::: DATA FOR THIS EXERCISE

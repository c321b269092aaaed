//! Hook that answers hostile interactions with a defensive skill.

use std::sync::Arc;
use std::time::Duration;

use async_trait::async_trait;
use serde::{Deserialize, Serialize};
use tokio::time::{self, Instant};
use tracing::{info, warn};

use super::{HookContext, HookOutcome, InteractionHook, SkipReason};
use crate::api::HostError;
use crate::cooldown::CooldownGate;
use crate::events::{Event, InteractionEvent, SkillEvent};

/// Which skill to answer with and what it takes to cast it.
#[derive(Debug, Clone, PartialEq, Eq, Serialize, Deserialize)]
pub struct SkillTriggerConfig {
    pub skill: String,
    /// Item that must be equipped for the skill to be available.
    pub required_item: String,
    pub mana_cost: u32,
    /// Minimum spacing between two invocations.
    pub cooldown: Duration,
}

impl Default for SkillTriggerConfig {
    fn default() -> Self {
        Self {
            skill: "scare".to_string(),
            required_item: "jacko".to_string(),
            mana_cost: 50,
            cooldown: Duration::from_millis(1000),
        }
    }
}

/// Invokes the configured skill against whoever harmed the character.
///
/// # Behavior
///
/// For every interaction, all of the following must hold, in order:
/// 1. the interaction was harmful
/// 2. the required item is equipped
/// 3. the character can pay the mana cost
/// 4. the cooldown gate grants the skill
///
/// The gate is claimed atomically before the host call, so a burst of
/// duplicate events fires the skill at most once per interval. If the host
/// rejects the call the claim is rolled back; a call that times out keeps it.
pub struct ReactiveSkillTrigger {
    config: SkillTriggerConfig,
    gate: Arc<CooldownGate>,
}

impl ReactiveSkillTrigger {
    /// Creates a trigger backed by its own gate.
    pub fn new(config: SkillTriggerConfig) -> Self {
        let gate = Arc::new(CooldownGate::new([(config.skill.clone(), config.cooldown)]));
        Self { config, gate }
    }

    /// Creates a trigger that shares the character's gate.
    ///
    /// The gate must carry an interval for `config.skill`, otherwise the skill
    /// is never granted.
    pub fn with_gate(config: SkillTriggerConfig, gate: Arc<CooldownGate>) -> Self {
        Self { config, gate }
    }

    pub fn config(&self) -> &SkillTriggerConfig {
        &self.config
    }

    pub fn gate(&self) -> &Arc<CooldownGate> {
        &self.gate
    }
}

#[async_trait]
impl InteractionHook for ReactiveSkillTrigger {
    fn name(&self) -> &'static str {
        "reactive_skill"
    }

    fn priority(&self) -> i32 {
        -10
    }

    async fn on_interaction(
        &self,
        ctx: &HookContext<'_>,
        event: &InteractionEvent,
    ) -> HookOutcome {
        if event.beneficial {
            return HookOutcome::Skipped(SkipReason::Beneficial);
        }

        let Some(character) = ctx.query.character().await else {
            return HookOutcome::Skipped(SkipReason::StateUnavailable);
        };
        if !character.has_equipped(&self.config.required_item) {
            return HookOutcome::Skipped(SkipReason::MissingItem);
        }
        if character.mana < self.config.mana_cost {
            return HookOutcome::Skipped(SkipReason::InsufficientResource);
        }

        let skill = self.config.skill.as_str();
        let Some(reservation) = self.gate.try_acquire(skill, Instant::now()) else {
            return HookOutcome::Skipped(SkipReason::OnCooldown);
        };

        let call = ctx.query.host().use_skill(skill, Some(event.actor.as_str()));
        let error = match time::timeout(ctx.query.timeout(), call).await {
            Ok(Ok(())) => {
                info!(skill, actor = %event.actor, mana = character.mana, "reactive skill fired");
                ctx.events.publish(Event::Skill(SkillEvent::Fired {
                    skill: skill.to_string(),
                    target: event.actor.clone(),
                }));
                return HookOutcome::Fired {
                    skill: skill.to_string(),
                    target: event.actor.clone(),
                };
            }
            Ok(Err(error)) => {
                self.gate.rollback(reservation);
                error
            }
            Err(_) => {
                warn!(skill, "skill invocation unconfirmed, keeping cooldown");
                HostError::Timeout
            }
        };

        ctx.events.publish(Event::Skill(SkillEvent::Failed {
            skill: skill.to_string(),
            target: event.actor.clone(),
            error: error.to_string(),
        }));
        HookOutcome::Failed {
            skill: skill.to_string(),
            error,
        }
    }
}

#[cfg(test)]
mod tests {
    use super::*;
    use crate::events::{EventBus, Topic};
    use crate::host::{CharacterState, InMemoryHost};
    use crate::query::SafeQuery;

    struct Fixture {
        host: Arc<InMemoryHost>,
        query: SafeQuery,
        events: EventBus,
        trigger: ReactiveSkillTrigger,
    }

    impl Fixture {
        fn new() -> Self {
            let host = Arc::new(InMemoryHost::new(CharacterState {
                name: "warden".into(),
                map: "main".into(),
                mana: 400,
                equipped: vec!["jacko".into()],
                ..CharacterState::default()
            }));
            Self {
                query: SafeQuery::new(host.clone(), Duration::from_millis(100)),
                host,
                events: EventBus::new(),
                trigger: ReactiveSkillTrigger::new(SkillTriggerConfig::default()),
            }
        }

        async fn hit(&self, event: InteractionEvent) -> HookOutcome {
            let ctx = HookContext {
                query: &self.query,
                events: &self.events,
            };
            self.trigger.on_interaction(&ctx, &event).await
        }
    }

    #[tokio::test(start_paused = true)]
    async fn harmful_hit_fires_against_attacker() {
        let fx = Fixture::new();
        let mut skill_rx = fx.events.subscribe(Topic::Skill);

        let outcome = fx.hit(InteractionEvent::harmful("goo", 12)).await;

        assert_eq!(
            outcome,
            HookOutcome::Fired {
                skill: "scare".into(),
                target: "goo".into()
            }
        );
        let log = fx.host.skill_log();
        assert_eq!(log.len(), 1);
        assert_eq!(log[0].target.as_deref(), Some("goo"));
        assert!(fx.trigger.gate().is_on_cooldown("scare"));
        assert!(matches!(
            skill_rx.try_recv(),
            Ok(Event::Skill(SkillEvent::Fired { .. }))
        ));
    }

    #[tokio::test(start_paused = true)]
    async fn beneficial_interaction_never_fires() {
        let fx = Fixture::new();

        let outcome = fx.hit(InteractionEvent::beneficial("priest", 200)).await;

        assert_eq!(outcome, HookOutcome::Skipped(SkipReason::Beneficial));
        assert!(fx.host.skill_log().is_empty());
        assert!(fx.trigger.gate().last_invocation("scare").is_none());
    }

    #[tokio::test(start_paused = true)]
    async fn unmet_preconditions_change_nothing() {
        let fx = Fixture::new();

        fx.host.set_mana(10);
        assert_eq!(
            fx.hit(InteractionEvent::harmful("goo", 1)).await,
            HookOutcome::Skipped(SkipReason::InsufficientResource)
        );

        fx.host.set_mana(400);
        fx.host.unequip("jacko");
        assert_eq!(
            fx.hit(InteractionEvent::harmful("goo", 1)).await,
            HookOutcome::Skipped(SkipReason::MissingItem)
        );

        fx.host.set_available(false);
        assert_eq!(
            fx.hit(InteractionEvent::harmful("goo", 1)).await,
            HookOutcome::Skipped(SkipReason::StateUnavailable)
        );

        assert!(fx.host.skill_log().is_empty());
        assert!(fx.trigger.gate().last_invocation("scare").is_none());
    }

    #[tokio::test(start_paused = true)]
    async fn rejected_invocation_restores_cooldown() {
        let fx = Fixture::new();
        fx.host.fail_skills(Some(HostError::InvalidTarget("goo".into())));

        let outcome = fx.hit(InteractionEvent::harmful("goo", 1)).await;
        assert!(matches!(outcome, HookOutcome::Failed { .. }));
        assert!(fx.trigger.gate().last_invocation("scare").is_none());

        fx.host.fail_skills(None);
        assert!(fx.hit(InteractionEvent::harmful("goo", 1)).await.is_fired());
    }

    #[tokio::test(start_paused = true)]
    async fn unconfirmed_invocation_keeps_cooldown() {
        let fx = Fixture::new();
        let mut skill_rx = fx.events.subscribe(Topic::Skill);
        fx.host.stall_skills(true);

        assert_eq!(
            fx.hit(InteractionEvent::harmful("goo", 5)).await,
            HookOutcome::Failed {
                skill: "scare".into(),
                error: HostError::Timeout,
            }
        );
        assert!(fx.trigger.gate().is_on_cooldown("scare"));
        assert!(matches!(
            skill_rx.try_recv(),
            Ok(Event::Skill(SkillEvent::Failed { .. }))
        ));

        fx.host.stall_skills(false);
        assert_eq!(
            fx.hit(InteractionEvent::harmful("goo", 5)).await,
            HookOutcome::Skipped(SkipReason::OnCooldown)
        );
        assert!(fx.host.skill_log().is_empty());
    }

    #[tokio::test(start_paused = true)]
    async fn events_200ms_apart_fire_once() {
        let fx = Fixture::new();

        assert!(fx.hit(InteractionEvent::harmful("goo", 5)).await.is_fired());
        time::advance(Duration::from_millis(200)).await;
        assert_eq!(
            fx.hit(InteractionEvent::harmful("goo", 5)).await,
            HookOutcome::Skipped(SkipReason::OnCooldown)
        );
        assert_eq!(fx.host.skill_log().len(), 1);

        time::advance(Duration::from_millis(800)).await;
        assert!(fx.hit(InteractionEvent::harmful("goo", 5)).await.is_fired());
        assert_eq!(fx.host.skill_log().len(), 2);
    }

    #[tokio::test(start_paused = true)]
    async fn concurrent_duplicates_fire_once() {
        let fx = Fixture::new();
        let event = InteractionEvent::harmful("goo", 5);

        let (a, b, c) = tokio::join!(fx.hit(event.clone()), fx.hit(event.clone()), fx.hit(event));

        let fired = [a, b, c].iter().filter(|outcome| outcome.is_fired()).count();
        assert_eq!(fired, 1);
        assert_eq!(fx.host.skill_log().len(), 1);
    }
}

::::::
::: DATA FOR THIS EXERCISE

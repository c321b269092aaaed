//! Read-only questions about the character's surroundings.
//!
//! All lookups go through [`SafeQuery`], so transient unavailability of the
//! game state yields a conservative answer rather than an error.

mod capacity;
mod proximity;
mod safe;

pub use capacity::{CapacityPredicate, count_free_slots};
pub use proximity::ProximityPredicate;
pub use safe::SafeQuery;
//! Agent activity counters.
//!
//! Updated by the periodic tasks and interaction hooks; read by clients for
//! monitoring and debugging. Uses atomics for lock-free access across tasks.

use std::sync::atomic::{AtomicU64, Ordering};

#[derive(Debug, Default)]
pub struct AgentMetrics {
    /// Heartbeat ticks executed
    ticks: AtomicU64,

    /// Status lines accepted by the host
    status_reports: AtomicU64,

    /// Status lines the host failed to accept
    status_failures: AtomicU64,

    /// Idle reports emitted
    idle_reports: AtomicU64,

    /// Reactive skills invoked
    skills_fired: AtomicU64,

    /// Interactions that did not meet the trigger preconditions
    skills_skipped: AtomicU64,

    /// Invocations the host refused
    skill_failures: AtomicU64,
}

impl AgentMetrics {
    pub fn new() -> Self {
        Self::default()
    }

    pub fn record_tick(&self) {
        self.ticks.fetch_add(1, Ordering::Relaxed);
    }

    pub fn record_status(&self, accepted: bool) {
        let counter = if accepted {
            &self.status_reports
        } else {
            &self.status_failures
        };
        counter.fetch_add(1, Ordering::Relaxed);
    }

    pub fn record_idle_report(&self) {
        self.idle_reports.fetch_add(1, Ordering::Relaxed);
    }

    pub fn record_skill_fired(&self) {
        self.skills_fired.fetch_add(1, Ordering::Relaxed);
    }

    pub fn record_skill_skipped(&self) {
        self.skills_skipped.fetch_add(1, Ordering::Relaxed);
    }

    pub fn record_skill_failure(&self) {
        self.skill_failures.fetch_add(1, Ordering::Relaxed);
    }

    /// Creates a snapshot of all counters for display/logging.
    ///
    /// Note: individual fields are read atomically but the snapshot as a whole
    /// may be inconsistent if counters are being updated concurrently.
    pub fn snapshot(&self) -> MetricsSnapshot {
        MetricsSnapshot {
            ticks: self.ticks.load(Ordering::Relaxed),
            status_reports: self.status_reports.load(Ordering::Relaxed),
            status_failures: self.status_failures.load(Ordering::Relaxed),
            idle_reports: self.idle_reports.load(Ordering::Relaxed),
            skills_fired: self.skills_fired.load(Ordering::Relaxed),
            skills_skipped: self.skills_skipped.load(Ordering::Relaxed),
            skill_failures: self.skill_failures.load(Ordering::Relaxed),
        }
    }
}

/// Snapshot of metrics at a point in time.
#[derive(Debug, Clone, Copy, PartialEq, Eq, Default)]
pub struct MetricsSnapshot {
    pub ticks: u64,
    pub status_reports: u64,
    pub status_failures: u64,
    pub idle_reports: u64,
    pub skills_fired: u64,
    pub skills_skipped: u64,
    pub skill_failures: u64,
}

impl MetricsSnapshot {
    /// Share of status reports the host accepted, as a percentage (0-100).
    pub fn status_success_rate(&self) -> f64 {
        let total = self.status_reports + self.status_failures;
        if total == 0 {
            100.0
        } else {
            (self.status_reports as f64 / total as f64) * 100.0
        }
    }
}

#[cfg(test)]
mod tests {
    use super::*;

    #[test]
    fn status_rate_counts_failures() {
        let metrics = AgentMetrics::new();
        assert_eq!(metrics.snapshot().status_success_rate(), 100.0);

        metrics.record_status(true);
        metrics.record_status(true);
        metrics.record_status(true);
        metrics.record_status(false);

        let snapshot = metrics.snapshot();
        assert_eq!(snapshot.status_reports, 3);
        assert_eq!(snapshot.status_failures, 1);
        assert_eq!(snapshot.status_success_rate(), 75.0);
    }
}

::::::

:: ACTIVITY ::
Check every line of the entries above for the word "must" and report how many lines contain it, giving the number only.

:: THE COMPLETED TASK ::
3